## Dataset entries
....

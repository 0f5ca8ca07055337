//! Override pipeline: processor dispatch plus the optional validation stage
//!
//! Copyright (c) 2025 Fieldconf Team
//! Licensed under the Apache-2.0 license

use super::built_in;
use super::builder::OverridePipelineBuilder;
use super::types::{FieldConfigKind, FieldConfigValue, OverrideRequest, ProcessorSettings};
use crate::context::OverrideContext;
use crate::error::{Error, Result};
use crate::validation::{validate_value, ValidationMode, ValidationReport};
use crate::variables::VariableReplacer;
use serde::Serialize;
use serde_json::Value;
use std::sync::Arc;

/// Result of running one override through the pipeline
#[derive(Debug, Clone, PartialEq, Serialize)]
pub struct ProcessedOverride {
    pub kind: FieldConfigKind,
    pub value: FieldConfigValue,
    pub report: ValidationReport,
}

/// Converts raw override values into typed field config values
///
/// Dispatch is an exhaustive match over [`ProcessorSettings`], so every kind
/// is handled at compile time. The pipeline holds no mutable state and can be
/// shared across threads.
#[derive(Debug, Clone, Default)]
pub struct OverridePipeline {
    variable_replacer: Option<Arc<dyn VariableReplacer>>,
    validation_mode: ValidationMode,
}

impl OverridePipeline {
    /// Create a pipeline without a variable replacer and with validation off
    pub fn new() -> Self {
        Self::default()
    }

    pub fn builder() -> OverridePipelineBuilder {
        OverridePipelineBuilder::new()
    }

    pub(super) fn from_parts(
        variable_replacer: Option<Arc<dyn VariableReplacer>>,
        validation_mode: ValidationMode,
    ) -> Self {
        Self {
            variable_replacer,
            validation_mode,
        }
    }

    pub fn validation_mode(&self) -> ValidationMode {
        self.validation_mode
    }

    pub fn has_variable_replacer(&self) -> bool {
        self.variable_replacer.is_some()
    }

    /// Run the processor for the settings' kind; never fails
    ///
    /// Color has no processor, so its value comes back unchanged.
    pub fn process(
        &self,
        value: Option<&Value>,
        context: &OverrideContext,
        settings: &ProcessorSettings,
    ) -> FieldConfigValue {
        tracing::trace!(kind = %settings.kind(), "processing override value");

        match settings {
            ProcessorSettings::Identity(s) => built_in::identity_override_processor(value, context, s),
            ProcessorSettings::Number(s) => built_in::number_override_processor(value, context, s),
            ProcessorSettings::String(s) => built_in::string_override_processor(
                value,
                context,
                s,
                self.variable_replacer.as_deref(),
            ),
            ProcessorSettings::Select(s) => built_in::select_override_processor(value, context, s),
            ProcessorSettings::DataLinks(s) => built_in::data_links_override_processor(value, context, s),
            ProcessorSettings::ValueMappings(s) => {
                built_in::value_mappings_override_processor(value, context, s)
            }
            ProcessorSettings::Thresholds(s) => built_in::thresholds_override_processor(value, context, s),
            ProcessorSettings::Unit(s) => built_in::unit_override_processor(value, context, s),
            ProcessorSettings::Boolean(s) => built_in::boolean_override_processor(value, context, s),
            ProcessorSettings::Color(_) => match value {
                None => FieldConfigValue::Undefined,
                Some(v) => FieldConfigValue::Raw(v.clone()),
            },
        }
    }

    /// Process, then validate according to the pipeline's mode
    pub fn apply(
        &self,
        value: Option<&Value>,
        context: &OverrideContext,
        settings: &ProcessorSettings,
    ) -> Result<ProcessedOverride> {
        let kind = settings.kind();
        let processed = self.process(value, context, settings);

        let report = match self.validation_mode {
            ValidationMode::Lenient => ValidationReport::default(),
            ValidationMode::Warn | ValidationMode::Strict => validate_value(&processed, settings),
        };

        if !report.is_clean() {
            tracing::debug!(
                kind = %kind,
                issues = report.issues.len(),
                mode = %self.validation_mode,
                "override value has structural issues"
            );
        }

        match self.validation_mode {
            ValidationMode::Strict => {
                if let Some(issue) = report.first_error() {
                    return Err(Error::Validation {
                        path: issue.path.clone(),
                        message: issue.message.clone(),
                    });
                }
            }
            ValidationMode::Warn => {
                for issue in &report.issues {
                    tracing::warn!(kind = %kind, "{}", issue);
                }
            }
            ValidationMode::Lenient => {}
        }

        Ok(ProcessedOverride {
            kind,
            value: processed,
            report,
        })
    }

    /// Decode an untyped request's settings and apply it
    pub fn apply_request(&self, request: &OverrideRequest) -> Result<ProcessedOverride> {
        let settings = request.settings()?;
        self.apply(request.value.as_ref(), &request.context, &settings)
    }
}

....

## TASK PROMPT
Please write out all of the records above, character for character.

## RESULT OF THE TASK
repository 0f5ca8ca07055337
//! Override pipeline: processor dispatch plus the optional validation stage
//!
//! Copyright (c) 2025 Fieldconf Team
//! Licensed under the Apache-2.0 license

use super::built_in;
use super::builder::OverridePipelineBuilder;
use super::types::{FieldConfigKind, FieldConfigValue, OverrideRequest, ProcessorSettings};
use crate::context::OverrideContext;
use crate::error::{Error, Result};
use crate::validation::{validate_value, ValidationMode, ValidationReport};
use crate::variables::VariableReplacer;
use serde::Serialize;
use serde_json::Value;
use std::sync::Arc;

/// Result of running one override through the pipeline
#[derive(Debug, Clone, PartialEq, Serialize)]
pub struct ProcessedOverride {
    pub kind: FieldConfigKind,
    pub value: FieldConfigValue,
    pub report: ValidationReport,
}

/// Converts raw override values into typed field config values
///
/// Dispatch is an exhaustive match over [`ProcessorSettings`], so every kind
/// is handled at compile time. The pipeline holds no mutable state and can be
/// shared across threads.
#[derive(Debug, Clone, Default)]
pub struct OverridePipeline {
    variable_replacer: Option<Arc<dyn VariableReplacer>>,
    validation_mode: ValidationMode,
}

impl OverridePipeline {
    /// Create a pipeline without a variable replacer and with validation off
    pub fn new() -> Self {
        Self::default()
    }

    pub fn builder() -> OverridePipelineBuilder {
        OverridePipelineBuilder::new()
    }

    pub(super) fn from_parts(
        variable_replacer: Option<Arc<dyn VariableReplacer>>,
        validation_mode: ValidationMode,
    ) -> Self {
        Self {
            variable_replacer,
            validation_mode,
        }
    }

    pub fn validation_mode(&self) -> ValidationMode {
        self.validation_mode
    }

    pub fn has_variable_replacer(&self) -> bool {
        self.variable_replacer.is_some()
    }

    /// Run the processor for the settings' kind; never fails
    ///
    /// Color has no processor, so its value comes back unchanged.
    pub fn process(
        &self,
        value: Option<&Value>,
        context: &OverrideContext,
        settings: &ProcessorSettings,
    ) -> FieldConfigValue {
        tracing::trace!(kind = %settings.kind(), "processing override value");

        match settings {
            ProcessorSettings::Identity(s) => built_in::identity_override_processor(value, context, s),
            ProcessorSettings::Number(s) => built_in::number_override_processor(value, context, s),
            ProcessorSettings::String(s) => built_in::string_override_processor(
                value,
                context,
                s,
                self.variable_replacer.as_deref(),
            ),
            ProcessorSettings::Select(s) => built_in::select_override_processor(value, context, s),
            ProcessorSettings::DataLinks(s) => built_in::data_links_override_processor(value, context, s),
            ProcessorSettings::ValueMappings(s) => {
                built_in::value_mappings_override_processor(value, context, s)
            }
            ProcessorSettings::Thresholds(s) => built_in::thresholds_override_processor(value, context, s),
            ProcessorSettings::Unit(s) => built_in::unit_override_processor(value, context, s),
            ProcessorSettings::Boolean(s) => built_in::boolean_override_processor(value, context, s),
            ProcessorSettings::Color(_) => match value {
                None => FieldConfigValue::Undefined,
                Some(v) => FieldConfigValue::Raw(v.clone()),
            },
        }
    }

    /// Process, then validate according to the pipeline's mode
    pub fn apply(
        &self,
        value: Option<&Value>,
        context: &OverrideContext,
        settings: &ProcessorSettings,
    ) -> Result<ProcessedOverride> {
        let kind = settings.kind();
        let processed = self.process(value, context, settings);

        let report = match self.validation_mode {
            ValidationMode::Lenient => ValidationReport::default(),
            ValidationMode::Warn | ValidationMode::Strict => validate_value(&processed, settings),
        };

        if !report.is_clean() {
            tracing::debug!(
                kind = %kind,
                issues = report.issues.len(),
                mode = %self.validation_mode,
                "override value has structural issues"
            );
        }

        match self.validation_mode {
            ValidationMode::Strict => {
                if let Some(issue) = report.first_error() {
                    return Err(Error::Validation {
                        path: issue.path.clone(),
                        message: issue.message.clone(),
                    });
                }
            }
            ValidationMode::Warn => {
                for issue in &report.issues {
                    tracing::warn!(kind = %kind, "{}", issue);
                }
            }
            ValidationMode::Lenient => {}
        }

        Ok(ProcessedOverride {
            kind,
            value: processed,
            report,
        })
    }

    /// Decode an untyped request's settings and apply it
    pub fn apply_request(&self, request: &OverrideRequest) -> Result<ProcessedOverride> {
        let settings = request.settings()?;
        self.apply(request.value.as_ref(), &request.context, &settings)
    }
}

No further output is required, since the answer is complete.